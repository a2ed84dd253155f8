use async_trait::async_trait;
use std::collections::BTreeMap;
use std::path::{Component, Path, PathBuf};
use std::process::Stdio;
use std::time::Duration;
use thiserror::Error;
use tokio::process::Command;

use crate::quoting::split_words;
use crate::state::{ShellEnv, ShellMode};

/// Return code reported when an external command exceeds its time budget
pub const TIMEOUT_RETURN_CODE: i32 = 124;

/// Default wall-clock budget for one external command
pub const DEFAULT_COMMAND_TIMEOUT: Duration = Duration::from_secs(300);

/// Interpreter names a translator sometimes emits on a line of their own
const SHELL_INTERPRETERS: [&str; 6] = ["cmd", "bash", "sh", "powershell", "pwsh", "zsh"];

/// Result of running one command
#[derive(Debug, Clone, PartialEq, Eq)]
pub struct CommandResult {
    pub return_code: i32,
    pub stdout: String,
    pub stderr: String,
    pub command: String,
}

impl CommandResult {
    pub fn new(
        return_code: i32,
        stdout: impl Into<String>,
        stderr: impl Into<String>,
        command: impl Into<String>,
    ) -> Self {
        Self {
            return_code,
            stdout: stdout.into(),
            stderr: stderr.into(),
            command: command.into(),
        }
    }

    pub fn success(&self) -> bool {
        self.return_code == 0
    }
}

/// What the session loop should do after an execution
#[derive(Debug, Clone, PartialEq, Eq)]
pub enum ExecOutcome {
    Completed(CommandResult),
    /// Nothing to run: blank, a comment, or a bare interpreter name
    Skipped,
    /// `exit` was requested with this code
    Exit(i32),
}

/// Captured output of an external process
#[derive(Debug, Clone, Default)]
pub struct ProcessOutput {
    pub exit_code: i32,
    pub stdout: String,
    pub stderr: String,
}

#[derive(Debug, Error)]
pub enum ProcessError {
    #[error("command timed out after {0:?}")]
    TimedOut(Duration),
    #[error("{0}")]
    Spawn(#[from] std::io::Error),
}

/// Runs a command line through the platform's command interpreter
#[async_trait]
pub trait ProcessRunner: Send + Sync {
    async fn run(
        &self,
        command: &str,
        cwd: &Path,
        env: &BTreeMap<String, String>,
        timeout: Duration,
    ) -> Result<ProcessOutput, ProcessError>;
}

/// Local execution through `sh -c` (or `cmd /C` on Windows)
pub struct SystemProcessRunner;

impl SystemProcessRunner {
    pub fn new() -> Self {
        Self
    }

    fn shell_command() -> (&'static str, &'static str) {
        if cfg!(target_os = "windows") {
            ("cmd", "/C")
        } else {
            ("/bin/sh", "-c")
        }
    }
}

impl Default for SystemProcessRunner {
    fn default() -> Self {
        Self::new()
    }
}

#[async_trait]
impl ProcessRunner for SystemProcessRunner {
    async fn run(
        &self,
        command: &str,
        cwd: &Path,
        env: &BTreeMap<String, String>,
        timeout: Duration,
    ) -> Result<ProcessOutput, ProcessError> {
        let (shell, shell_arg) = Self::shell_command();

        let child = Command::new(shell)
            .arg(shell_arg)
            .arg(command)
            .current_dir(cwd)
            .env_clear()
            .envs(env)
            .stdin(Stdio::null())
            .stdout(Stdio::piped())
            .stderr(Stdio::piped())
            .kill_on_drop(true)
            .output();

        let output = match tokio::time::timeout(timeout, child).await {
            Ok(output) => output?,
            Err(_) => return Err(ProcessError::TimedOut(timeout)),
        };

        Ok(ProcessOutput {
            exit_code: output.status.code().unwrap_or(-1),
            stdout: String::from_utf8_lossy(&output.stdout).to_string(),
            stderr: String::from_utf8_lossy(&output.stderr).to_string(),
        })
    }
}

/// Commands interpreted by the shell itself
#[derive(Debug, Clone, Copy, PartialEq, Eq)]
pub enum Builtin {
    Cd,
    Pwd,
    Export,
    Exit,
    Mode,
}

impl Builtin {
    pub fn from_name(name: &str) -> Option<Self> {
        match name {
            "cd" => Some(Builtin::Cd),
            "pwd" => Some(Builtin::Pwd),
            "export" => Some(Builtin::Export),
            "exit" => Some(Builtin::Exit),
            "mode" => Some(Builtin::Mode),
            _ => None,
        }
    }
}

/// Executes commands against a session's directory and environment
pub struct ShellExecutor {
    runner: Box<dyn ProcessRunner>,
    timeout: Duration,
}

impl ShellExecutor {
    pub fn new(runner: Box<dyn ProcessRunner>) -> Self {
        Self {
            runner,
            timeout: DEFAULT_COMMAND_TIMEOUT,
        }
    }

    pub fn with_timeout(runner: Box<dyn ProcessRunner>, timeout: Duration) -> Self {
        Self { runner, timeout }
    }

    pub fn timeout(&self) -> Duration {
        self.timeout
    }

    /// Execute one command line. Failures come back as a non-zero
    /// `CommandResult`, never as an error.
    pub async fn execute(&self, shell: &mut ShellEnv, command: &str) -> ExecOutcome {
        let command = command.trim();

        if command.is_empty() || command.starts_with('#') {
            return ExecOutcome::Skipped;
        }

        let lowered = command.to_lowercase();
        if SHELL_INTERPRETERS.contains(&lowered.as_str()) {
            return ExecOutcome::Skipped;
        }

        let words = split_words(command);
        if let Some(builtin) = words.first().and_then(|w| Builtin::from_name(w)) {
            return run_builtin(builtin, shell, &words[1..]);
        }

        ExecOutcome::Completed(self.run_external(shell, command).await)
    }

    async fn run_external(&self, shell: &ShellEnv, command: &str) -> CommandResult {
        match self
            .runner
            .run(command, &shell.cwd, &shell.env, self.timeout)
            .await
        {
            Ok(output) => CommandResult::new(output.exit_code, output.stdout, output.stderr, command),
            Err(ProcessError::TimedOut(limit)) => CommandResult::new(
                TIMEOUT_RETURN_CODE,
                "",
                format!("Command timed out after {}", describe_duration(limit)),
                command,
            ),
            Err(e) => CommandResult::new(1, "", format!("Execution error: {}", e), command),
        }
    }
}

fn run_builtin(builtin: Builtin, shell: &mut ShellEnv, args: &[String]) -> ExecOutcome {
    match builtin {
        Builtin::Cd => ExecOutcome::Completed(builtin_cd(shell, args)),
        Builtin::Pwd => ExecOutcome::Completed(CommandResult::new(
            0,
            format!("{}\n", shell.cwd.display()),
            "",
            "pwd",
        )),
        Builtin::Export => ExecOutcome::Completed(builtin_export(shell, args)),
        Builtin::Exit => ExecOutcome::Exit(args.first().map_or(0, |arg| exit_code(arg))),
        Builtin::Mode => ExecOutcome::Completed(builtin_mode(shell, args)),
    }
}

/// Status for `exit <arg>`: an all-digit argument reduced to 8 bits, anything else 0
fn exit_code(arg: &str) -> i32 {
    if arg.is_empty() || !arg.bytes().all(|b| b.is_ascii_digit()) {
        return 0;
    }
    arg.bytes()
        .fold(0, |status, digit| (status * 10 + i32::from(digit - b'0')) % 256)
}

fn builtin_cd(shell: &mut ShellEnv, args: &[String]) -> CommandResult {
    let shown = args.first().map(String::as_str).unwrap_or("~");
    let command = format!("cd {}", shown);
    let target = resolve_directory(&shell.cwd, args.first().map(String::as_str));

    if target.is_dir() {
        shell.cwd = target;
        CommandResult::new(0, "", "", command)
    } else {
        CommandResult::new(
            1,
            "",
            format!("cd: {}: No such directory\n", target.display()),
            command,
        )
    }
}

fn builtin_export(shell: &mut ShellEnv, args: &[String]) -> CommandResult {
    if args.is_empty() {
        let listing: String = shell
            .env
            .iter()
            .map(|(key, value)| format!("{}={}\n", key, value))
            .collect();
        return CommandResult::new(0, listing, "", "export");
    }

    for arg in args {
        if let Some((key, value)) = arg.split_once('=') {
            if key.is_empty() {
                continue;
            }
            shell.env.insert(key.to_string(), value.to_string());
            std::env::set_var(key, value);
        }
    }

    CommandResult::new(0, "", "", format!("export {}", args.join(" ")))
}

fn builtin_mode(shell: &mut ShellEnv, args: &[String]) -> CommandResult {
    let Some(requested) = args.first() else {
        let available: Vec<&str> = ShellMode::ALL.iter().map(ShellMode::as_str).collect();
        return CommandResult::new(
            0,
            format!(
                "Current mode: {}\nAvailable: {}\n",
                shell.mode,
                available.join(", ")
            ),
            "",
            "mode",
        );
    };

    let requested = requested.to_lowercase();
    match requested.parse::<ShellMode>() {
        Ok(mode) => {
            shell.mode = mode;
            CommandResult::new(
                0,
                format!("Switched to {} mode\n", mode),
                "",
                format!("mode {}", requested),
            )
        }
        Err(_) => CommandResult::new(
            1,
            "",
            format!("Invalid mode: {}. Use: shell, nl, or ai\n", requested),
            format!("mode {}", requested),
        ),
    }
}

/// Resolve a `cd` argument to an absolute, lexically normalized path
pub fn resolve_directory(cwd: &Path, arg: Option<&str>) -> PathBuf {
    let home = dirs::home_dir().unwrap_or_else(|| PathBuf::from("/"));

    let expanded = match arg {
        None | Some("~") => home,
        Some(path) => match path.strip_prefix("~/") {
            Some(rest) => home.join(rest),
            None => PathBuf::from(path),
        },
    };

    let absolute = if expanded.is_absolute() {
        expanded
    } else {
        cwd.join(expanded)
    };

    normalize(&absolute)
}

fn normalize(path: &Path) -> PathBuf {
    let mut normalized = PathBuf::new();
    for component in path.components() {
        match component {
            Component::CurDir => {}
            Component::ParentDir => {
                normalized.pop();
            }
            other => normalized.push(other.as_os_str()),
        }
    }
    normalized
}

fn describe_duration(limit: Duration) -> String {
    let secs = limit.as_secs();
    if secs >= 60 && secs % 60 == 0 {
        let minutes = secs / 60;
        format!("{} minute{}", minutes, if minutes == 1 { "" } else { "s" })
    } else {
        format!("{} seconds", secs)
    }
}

====================

Note every line of the records that holds the word "lowered", and copy it.

**TASK OUTPUT**:
        let lowered = command.to_lowercase();
        if SHELL_INTERPRETERS.contains(&lowered.as_str()) {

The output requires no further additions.